Filter the listing below down to the lines with the word "Returns" and copy those.
--- AVAILABLE RECORDS Enclosed Below ---
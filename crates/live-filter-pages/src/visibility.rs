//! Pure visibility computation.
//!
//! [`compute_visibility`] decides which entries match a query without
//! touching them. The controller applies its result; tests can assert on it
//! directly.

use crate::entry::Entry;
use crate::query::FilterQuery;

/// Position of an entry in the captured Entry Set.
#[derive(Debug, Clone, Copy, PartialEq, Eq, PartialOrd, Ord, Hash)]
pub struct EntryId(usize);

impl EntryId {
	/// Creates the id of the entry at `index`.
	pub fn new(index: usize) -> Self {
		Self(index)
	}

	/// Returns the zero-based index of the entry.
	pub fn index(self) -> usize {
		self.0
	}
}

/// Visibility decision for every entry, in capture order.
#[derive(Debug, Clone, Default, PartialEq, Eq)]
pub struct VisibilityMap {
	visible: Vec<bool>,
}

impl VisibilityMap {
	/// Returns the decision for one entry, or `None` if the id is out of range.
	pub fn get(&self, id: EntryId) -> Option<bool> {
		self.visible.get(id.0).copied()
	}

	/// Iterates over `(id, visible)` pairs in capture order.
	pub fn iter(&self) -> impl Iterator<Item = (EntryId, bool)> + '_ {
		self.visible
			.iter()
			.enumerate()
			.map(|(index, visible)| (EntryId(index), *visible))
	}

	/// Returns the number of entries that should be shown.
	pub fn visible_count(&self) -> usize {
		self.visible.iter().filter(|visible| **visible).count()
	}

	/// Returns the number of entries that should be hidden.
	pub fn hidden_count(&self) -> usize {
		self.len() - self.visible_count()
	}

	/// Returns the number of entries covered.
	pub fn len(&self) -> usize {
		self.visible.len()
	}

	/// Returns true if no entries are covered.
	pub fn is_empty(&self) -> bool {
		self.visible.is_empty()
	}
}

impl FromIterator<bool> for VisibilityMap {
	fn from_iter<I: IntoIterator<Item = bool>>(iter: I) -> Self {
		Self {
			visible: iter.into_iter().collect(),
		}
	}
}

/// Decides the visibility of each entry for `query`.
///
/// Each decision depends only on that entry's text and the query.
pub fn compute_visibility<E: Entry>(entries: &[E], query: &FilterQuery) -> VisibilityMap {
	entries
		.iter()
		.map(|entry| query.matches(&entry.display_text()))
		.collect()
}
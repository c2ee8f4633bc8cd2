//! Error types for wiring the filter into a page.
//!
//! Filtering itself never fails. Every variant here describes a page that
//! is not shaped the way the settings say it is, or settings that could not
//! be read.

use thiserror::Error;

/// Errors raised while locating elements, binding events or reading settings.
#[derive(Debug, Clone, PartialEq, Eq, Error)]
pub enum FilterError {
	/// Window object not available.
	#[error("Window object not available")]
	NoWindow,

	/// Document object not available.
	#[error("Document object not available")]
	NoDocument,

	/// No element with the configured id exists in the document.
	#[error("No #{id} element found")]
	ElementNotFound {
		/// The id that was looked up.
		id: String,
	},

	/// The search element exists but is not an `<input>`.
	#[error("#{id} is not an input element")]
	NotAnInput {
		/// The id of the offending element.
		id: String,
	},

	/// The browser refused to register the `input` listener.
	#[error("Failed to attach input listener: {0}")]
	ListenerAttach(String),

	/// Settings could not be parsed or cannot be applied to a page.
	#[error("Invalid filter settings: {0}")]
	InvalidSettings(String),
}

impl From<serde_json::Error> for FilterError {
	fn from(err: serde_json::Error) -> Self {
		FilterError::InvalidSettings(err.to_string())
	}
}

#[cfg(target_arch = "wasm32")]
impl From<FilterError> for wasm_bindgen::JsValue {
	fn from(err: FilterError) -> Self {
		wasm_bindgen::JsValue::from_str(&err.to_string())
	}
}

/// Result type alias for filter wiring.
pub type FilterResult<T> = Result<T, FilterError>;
--- End of Enclosed AVAILABLE RECORDS ---
▶ [PROBLEM SOLUTION]
	/// Returns the zero-based index of the entry.
	/// Returns the decision for one entry, or `None` if the id is out of range.
	/// Returns the number of entries that should be shown.
	/// Returns the number of entries that should be hidden.
	/// Returns the number of entries covered.
	/// Returns true if no entries are covered.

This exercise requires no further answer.